Suppression of early colon cancer lesions by apigenin and naringenin is in part due to their downregulation of p21, TLR‐4, and MCT‐1 expression

We have shown that apigenin and naringenin (flavonoids) suppress colon carcinogenesis by inducing apoptosis and suppressing proliferation in rats. The goal of this experiment was to test the hypothesis that apigenin and naringenin affect proliferation and apoptosis by regulating expression of genes involved in microbial recognition (TLR‐2, TLR‐4), short‐chain fatty acid transport (MCT‐1), cell cycle (p21), and apoptosis (Bax, Bcl‐2, Fas).
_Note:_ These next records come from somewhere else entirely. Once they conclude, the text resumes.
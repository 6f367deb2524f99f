//! Ref handles and column type identifiers.

use serde::{Deserialize, Serialize};

/// Handle to a node managed by an allocator.
///
/// A ref is a byte offset into the allocator's address space and doubles as
/// the node's identity. Refs are always 8-byte aligned, so a slot value with
/// its low bit set (or zero) is a tagged scalar rather than a ref.
pub type Ref = usize;

/// Sentinel returned by searches that found nothing.
pub const NOT_FOUND: usize = usize::MAX;

/// Sentinel meaning "append" or "the last element".
pub const NPOS: usize = usize::MAX;

/// Returns true if a stored slot value is a child ref.
#[inline]
pub fn is_ref_value(value: i64) -> bool {
    value != 0 && value & 1 == 0
}

/// Converts a stored slot value into a ref.
#[inline]
pub fn to_ref(value: i64) -> Ref {
    debug_assert!(value >= 0, "negative ref value {value}");
    value as Ref
}

/// Encodes a count as a tagged scalar (`1 + 2*n`).
#[inline]
pub fn tagged(n: usize) -> i64 {
    1 + 2 * n as i64
}

/// Decodes a tagged scalar back into a count.
#[inline]
pub fn untagged(value: i64) -> usize {
    debug_assert!(value & 1 == 1, "value {value} is not tagged");
    (value / 2) as usize
}

/// Column types a table can hold.
#[derive(Debug, Clone, Copy, PartialEq, Eq, Hash, Serialize, Deserialize)]
#[repr(u8)]
pub enum ColumnType {
    // Integer backed
    Int = 0,
    Bool = 1,
    DateTime = 7,

    // Floating point
    Float = 9,
    Double = 10,

    // Variable length
    String = 2,
    StringEnum = 3,
    Binary = 4,

    // Nested
    Table = 5,

    // Links
    Link = 12,
    LinkList = 13,
}

impl ColumnType {
    /// Returns true if values are stored in a packed integer column.
    pub fn is_integer(&self) -> bool {
        matches!(self, ColumnType::Int | ColumnType::Bool | ColumnType::DateTime)
    }

    /// Returns true if values are stored as floating point.
    pub fn is_floating(&self) -> bool {
        matches!(self, ColumnType::Float | ColumnType::Double)
    }

    /// Returns true if the column holds strings, plain or enumerated.
    pub fn is_string(&self) -> bool {
        matches!(self, ColumnType::String | ColumnType::StringEnum)
    }

    /// Returns true if the column type can back an arithmetic expression.
    pub fn is_numeric(&self) -> bool {
        self.is_integer() || self.is_floating()
    }

    /// Returns the type name.
    pub fn name(&self) -> &'static str {
        match self {
            ColumnType::Int => "Int",
            ColumnType::Bool => "Bool",
            ColumnType::DateTime => "DateTime",
            ColumnType::Float => "Float",
            ColumnType::Double => "Double",
            ColumnType::String => "String",
            ColumnType::StringEnum => "StringEnum",
            ColumnType::Binary => "Binary",
            ColumnType::Table => "Table",
            ColumnType::Link => "Link",
            ColumnType::LinkList => "LinkList",
        }
    }
}

impl std::fmt::Display for ColumnType {
    fn fmt(&self, f: &mut std::fmt::Formatter<'_>) -> std::fmt::Result {
        f.write_str(self.name())
    }
}

#[cfg(test)]
mod tests {
    use super::*;

    #[test]
    fn test_ref_value_classification() {
        assert!(!is_ref_value(0));
        assert!(!is_ref_value(1));
        assert!(!is_ref_value(2001));
        assert!(is_ref_value(8));
        assert!(is_ref_value(4096));
    }

    #[test]
    fn test_tagged_roundtrip() {
        assert_eq!(tagged(0), 1);
        assert_eq!(tagged(1000), 2001);
        assert_eq!(untagged(2001), 1000);
        assert_eq!(untagged(tagged(12345)), 12345);
    }

    #[test]
    fn test_column_type_classes() {
        assert!(ColumnType::Int.is_integer());
        assert!(ColumnType::Bool.is_integer());
        assert!(ColumnType::DateTime.is_integer());
        assert!(ColumnType::Float.is_floating());
        assert!(ColumnType::Double.is_numeric());
        assert!(ColumnType::StringEnum.is_string());
        assert!(!ColumnType::Binary.is_numeric());
        assert!(!ColumnType::Link.is_integer());
    }

    #[test]
    fn test_column_type_display() {
        assert_eq!(ColumnType::Int.to_string(), "Int");
        assert_eq!(ColumnType::LinkList.to_string(), "LinkList");
        assert_eq!(ColumnType::Table.to_string(), "Table");
    }

    #[test]
    fn test_sentinels() {
        assert_eq!(NOT_FOUND, usize::MAX);
        assert_eq!(NPOS, usize::MAX);
    }
}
Rats received diets (0.02% naringenin, 0.1% apigenin, or control) for 10 wk and were treated with AOM at wk 3 and 4. Apigenin suppressed (p<0.05) MCT‐1 expression compared to control, with naringenin being intermediate. Apigenin and naringenin suppressed (p<0.01) p21 expression. Expression of TLR‐4, a promoter of proliferation, also was suppressed by apigenin and naringenin (p<0.04). Diet did not affect expression of Bax, Bcl‐2, Fas, or TLR‐2. Considering MCT‐1 is a butyrate transporter and butyrate induces colonocyte p21 expression, it is possible that suppression of p21 by apigenin and naringenin may be a MCT‐1 mediated effect. Reduction of MCT‐1, p21, and TLR‐4 expression by apigenin and naringenin could have contributed to apoptosis induction and suppression of proliferation. Thus, both apigenin and naringenin were able to reduce colon carcinogenesis through their influence on expression of genes involved in multiple pathways. Funding USDA 2010‐34402‐20875.